The charge nurse’s announcement rises over the wail of the alarm signaling the arrival of an ambulance. A spike of adrenaline blasts through me. I’m not usually assigned to the pit, but when I am, some ghoulish part of my soul gets a thrill out of the true emergencies. Not just one, but two trauma patients are headed our way.

I tail Dr. Blanchard, UCLA’s trauma attending on duty, hyperfocused and ready to anticipate whatever she or the patients need when they arrive.

The doors sweep open, and a pair of gurneys rush in, one after the other, flanked by the paramedics who reel off a concise detailing of the victims’ ages, vitals, and injuries. Two men with gunshot wounds, one a lower abdominal wound, through and through, the other a chest wound with no exit.

All I see is blood-soaked gauze as my mind cycles through all the potential implications of both injuries.

Dr. B is on the abdominal, trotting toward the room they wheel the patient into. Behind her trails a half-naked gangbanger wearing nothing but purple silk boxers. His hands are covered in blood, a distraught look on his face. More blood is spattered across his tattooed torso. The sight is almost too surreal for me to catch Dr. B’s gift to me.

“Number two is a potential spinal injury, Nicolo. You’re welcome!” She lobs the comment at me just before disappearing into the room with her patient while I jump into action on mine.

“Sir, are you injured?” I overhear a nurse ask the tattooed companion who stands staring through the glass into the room I’m in. I just barely make out his response before a nurse closes the door. “I’m fine, just go help them. Don’t you dare let that man die. Maddox’ll never survive if his brother dies.”

The crack in his voice sends a twinge of pain through me, poking an old wound of my own. I do my best to ignore it as I jump into gear. I have no intention of letting anyone die, but I can’t fool myself. I saw the carnage as it blurred by and brace myself for the worst before I get a better look.

How the man is still breathing with a gunshot to the chest is nothing short of lucky, but a cardio attending needs to assess him, not a second-year neurosurgery resident like me. I order the nurses to page cardio and focus on the patient. The paramedics said there was no exit wound, so if the bullet managed to miraculously miss his heart, there’s a strong chance it hit a lung, then possibly his spine, and lodged there. I should page neuro too, but I am neuro for the moment. He doesn’t have a head injury, and if it’s his spine, it’s well within my level of training to handle. I’ll order a CT-scan and go from there once we’re sure his other wounds aren’t life-threatening.

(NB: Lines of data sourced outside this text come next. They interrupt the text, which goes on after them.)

use crate::error::AnalysisError;
use crate::lexer::tokenize_module;
use crate::parser::{
    parse_module, Module, RawCallee, RawInstrKind, RawLit, RawTerm,
};
use std::collections::HashMap;
use std::fmt::{Display, Formatter};
use std::fs;
use std::path::Path;

/// Dense handles into the resolved program. Blocks and values are
/// numbered per function, functions and globals per module.
#[derive(Debug, Copy, Clone, PartialEq, Eq, Hash, PartialOrd, Ord)]
pub struct FuncId(pub u32);

#[derive(Debug, Copy, Clone, PartialEq, Eq, Hash, PartialOrd, Ord)]
pub struct BlockId(pub u32);

#[derive(Debug, Copy, Clone, PartialEq, Eq, Hash, PartialOrd, Ord)]
pub struct ValueId(pub u32);

#[derive(Debug, Copy, Clone, PartialEq, Eq, Hash, PartialOrd, Ord)]
pub struct GlobalId(pub u32);

#[derive(Debug, Copy, Clone, PartialEq, Eq, Hash)]
pub enum BinOp {
    Add,
    Sub,
    Mul,
    Div,
    Rem,
    And,
    Or,
    Xor,
    Shl,
    Shr,
    Eq,
    Ne,
    Lt,
    Le,
    Gt,
    Ge,
}

#[derive(Debug, Copy, Clone, PartialEq, Eq, Hash)]
pub enum UnOp {
    Neg,
    Not,
    Deref,
}

#[derive(Debug, Clone, PartialEq)]
pub enum Literal {
    Bool(bool),
    Int(i128),
    Float(f64),
    Str(String),
    Nil,
}

#[derive(Debug, Clone, PartialEq)]
pub enum Callee {
    /// Direct call. `func` is present when the module defines the name;
    /// calls to undefined names are still meaningful because the handler
    /// table dispatches on the name alone.
    Named { name: String, func: Option<FuncId> },
    /// Indirect call through an SSA value; possible targets come from the
    /// external call graph, keyed by the call's result register.
    Indirect(ValueId),
}

#[derive(Debug, Clone, PartialEq)]
pub enum InstrKind {
    Const(Literal),
    Global(GlobalId),
    FieldAddr { base: ValueId, field: String },
    BinOp { op: BinOp, lhs: ValueId, rhs: ValueId },
    UnOp { op: UnOp, operand: ValueId },
    ChangeType(ValueId),
    Phi(Vec<(BlockId, ValueId)>),
    Call { callee: Callee, args: Vec<ValueId> },
    Store { addr: ValueId, value: ValueId },
}

#[derive(Debug, Clone, PartialEq)]
pub struct Instr {
    /// Result register; `None` only for stores.
    pub result: Option<ValueId>,
    pub kind: InstrKind,
    pub line: usize,
}

#[derive(Debug, Clone, PartialEq)]
pub enum Terminator {
    Ret(Option<ValueId>),
    Br(BlockId),
    CondBr {
        cond: ValueId,
        then_block: BlockId,
        else_block: BlockId,
    },
}

#[derive(Debug, Clone, PartialEq)]
pub struct Block {
    pub label: String,
    pub instrs: Vec<Instr>,
    pub term: Terminator,
    pub term_line: usize,
}

#[derive(Debug, Clone, PartialEq)]
pub struct Function {
    pub name: String,
    pub params: Vec<ValueId>,
    /// Register names indexed by `ValueId`, for diagnostics and dumps.
    pub value_names: Vec<String>,
    /// Empty for external functions.
    pub blocks: Vec<Block>,
}

impl Function {
    pub fn is_external(&self) -> bool {
        self.blocks.is_empty()
    }

    pub fn value_name(&self, value: ValueId) -> &str {
        &self.value_names[value.0 as usize]
    }

    pub fn block(&self, block: BlockId) -> &Block {
        &self.blocks[block.0 as usize]
    }
}

#[derive(Debug, Clone, PartialEq)]
pub struct Global {
    pub name: String,
}

/// A lock-class label produced by the points-to oracle.
#[derive(Debug, Clone, PartialEq)]
pub struct PointsToLabel {
    pub label: String,
    pub is_unique: bool,
}

/// The resolved SSA program together with the externally supplied call
/// graph and points-to oracle. This is the whole input of the walker.
#[derive(Debug)]
pub struct Program {
    pub file: String,
    pub functions: Vec<Function>,
    pub globals: Vec<Global>,
    pub entries: Vec<FuncId>,
    pub points_to: HashMap<(FuncId, ValueId), Vec<PointsToLabel>>,
    pub call_graph: HashMap<(FuncId, ValueId), Vec<FuncId>>,
    func_index: HashMap<String, FuncId>,
}

impl Program {
    pub fn function(&self, func: FuncId) -> &Function {
        &self.functions[func.0 as usize]
    }

    pub fn global(&self, global: GlobalId) -> &Global {
        &self.globals[global.0 as usize]
    }

    pub fn lookup_function(&self, name: &str) -> Option<FuncId> {
        self.func_index.get(name).copied()
    }
}

impl Display for Function {
    fn fmt(&self, f: &mut Formatter<'_>) -> std::fmt::Result {
        let params = self
            .params
            .iter()
            .map(|p| format!("%{}", self.value_name(*p)))
            .collect::<Vec<_>>()
            .join(", ");
        writeln!(f, "fn {}({}) {{", self.name, params)?;

        for block in &self.blocks {
            writeln!(f, "{}:", block.label)?;

            for instr in &block.instrs {
                let result = match instr.result {
                    Some(value) => format!("%{} = ", self.value_name(value)),
                    None => String::new(),
                };
                writeln!(f, "  {}{:?}", result, instr.kind)?;
            }

            writeln!(f, "  {:?}", block.term)?;
        }

        writeln!(f, "}}")
    }
}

My heart leaps into my throat when he opens steel-gray eyes that lock onto me over the plastic oxygen mask covering his mouth and nose. How the hell is he still conscious through all this? He didn’t just take a bullet; from the look of his shirtless, blood-covered chest, the man must have been tortured too. His face is a battered, bruised mess, both eyes swollen and bloodshot, and his entire well-muscled torso from shoulders to waist is covered in what appear to be electrical burns.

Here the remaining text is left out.